The problem:
Look through the listing below for the string "SmallCargo". Show each line where it occurs.

•••

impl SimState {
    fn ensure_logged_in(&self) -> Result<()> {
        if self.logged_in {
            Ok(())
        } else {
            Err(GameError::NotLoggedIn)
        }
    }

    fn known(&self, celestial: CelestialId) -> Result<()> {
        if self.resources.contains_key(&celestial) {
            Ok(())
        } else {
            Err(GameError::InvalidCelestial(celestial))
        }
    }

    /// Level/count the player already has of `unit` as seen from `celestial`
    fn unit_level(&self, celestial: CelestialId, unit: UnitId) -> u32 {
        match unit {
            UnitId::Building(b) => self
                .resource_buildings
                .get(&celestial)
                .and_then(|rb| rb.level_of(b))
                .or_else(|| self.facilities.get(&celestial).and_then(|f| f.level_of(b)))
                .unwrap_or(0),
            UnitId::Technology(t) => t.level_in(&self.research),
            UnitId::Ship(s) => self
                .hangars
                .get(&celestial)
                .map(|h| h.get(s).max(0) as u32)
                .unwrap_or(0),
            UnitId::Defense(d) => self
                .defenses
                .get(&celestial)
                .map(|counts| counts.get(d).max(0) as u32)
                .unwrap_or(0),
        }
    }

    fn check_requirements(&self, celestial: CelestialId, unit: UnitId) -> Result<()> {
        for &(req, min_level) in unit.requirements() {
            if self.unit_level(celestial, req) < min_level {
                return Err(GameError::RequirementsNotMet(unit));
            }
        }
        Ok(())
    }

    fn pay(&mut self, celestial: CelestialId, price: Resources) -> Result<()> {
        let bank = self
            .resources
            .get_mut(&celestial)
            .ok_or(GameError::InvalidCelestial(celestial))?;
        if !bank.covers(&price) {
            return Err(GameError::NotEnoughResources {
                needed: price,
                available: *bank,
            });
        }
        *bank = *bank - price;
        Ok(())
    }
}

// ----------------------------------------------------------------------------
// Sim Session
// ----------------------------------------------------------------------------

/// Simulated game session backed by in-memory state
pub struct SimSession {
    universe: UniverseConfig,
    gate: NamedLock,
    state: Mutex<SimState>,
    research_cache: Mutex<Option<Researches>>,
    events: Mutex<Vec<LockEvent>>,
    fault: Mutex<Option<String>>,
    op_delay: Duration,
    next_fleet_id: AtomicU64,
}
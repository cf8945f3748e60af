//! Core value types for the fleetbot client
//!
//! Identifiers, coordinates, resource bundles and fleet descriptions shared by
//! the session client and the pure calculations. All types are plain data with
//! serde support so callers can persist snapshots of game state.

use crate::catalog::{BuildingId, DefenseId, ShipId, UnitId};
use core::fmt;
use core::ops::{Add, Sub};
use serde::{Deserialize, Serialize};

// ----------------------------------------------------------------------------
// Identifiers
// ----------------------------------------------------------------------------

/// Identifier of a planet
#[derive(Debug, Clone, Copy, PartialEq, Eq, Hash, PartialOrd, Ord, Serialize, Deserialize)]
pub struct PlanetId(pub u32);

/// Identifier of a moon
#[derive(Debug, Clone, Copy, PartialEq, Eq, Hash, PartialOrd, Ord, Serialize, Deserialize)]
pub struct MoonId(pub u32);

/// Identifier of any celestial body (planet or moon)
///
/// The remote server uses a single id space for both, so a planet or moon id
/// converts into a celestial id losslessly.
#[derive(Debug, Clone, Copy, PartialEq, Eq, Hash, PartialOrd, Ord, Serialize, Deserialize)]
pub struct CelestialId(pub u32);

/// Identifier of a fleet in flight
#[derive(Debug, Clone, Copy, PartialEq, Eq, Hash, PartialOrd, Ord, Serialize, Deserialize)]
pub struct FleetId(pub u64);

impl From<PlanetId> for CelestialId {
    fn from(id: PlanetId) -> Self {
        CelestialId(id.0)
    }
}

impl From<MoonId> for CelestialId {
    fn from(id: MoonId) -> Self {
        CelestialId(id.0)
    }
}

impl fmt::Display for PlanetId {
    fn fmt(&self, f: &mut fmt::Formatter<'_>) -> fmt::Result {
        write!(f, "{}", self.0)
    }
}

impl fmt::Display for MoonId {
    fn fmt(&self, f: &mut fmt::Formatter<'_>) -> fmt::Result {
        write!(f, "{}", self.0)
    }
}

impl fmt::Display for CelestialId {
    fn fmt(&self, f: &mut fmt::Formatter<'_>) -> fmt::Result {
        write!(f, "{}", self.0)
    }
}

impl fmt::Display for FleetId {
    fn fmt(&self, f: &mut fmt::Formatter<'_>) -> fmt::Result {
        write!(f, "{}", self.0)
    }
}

•••

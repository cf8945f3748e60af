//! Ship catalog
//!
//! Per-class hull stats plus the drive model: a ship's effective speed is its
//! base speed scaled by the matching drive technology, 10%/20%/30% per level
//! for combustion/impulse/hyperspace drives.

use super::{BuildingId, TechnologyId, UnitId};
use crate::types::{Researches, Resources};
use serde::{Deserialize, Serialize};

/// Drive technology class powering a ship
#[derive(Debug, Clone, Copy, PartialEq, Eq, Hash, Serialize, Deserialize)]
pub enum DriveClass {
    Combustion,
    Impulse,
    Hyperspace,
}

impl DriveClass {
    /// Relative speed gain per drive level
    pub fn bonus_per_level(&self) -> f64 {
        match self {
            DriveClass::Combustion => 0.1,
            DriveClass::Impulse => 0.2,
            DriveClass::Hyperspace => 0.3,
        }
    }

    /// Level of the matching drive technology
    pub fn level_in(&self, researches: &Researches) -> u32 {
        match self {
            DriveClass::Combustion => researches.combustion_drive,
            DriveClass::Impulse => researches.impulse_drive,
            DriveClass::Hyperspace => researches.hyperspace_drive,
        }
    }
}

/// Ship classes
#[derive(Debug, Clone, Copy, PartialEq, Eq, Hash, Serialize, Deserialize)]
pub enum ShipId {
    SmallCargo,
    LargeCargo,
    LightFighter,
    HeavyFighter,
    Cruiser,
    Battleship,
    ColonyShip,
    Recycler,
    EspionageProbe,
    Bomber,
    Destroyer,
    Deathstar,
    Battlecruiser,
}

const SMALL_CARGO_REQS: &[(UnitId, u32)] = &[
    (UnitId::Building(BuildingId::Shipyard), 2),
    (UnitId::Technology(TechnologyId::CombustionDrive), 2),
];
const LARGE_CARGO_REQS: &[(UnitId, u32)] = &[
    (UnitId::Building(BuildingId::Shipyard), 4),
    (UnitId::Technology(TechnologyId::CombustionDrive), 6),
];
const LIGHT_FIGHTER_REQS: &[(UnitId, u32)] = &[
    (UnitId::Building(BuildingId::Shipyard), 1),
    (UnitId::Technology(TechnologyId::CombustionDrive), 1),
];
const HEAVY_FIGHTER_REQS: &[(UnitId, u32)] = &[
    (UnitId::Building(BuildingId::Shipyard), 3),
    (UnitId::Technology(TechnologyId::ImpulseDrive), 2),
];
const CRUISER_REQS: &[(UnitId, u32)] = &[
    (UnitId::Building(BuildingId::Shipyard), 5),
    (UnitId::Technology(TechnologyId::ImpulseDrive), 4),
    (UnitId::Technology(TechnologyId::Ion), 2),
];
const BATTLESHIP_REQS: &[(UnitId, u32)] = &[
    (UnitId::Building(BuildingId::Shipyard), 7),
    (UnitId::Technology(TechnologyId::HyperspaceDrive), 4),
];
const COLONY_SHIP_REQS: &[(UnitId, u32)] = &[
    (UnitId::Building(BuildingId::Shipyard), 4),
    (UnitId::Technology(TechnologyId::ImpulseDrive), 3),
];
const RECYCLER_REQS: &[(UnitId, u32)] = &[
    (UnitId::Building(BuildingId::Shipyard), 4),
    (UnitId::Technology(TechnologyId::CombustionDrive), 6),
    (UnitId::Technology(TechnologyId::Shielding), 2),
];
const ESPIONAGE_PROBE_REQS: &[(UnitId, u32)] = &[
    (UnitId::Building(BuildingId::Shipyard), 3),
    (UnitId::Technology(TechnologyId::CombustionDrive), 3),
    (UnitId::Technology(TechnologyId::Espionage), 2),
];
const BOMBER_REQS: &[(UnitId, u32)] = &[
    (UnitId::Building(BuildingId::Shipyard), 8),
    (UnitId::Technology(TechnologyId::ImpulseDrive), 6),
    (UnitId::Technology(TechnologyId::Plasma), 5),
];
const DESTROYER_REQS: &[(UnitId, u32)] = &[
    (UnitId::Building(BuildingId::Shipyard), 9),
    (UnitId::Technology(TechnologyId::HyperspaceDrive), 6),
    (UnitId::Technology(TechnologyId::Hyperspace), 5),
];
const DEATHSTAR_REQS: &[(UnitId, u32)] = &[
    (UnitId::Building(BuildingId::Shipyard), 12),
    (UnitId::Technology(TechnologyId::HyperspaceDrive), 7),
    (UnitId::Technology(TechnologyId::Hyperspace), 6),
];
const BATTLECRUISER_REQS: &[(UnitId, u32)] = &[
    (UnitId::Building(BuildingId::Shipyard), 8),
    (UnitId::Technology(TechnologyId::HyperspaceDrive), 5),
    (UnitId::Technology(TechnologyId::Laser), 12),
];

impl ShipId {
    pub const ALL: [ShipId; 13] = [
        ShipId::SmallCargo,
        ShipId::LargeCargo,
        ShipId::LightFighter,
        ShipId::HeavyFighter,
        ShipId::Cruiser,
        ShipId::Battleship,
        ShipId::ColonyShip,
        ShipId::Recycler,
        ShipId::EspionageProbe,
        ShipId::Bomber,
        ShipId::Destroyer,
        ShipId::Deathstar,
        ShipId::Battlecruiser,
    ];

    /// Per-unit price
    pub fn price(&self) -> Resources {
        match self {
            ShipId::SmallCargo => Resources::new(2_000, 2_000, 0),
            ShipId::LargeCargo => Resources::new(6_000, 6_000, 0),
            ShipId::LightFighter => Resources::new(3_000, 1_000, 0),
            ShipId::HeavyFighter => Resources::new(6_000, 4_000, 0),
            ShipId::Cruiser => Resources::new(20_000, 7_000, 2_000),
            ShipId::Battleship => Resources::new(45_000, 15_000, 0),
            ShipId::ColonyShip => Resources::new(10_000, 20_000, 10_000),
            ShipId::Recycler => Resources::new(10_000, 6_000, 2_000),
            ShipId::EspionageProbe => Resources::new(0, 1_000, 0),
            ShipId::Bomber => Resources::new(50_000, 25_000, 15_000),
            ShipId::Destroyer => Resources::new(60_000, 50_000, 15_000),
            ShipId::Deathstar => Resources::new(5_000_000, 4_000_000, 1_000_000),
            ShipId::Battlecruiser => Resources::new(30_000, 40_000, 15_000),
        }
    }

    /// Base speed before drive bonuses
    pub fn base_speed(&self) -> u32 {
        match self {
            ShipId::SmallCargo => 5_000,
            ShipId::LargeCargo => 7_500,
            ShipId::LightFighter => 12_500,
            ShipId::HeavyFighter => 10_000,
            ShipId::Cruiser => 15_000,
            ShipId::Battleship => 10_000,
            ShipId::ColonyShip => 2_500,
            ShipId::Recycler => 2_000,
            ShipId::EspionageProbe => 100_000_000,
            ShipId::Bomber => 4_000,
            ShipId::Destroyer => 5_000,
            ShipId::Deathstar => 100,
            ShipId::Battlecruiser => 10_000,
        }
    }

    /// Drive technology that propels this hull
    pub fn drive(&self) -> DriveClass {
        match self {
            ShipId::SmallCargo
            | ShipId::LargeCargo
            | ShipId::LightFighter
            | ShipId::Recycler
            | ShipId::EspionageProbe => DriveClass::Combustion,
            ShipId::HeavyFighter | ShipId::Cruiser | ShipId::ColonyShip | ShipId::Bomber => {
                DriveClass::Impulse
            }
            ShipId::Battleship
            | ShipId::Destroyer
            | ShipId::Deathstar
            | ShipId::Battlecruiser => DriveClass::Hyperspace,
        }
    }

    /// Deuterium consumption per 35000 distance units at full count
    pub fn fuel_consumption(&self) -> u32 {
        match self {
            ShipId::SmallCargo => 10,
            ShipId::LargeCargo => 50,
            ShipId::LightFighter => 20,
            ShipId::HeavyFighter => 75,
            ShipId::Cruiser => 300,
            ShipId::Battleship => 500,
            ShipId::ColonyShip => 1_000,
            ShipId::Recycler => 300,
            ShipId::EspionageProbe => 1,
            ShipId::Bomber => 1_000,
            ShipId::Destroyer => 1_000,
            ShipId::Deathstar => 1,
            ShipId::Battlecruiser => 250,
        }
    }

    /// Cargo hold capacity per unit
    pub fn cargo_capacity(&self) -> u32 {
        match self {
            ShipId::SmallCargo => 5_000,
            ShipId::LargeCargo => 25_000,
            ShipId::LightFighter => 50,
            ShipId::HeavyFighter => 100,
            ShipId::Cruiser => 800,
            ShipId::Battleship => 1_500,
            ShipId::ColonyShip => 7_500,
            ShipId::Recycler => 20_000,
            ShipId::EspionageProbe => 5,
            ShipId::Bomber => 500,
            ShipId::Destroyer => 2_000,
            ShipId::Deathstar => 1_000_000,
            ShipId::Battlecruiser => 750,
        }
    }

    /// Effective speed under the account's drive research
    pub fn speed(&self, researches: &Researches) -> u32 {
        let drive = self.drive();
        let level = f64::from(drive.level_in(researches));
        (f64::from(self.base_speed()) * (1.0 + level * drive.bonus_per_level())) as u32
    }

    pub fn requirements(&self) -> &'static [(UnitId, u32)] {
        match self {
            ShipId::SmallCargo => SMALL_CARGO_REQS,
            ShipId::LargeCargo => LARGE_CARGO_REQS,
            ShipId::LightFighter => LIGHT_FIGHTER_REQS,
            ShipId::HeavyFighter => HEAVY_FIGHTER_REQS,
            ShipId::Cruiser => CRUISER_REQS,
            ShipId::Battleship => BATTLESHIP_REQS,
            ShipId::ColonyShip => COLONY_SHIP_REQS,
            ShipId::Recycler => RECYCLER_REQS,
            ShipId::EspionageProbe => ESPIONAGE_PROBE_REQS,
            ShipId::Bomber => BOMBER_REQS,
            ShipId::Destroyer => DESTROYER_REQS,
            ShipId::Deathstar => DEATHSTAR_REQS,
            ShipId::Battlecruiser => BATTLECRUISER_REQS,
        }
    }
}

•••

Solution for this task:
    SmallCargo,
        ShipId::SmallCargo,
            ShipId::SmallCargo => Resources::new(2_000, 2_000, 0),
            ShipId::SmallCargo => 5_000,
            ShipId::SmallCargo
            ShipId::SmallCargo => 10,
            ShipId::SmallCargo => 5_000,
            ShipId::SmallCargo => SMALL_CARGO_REQS,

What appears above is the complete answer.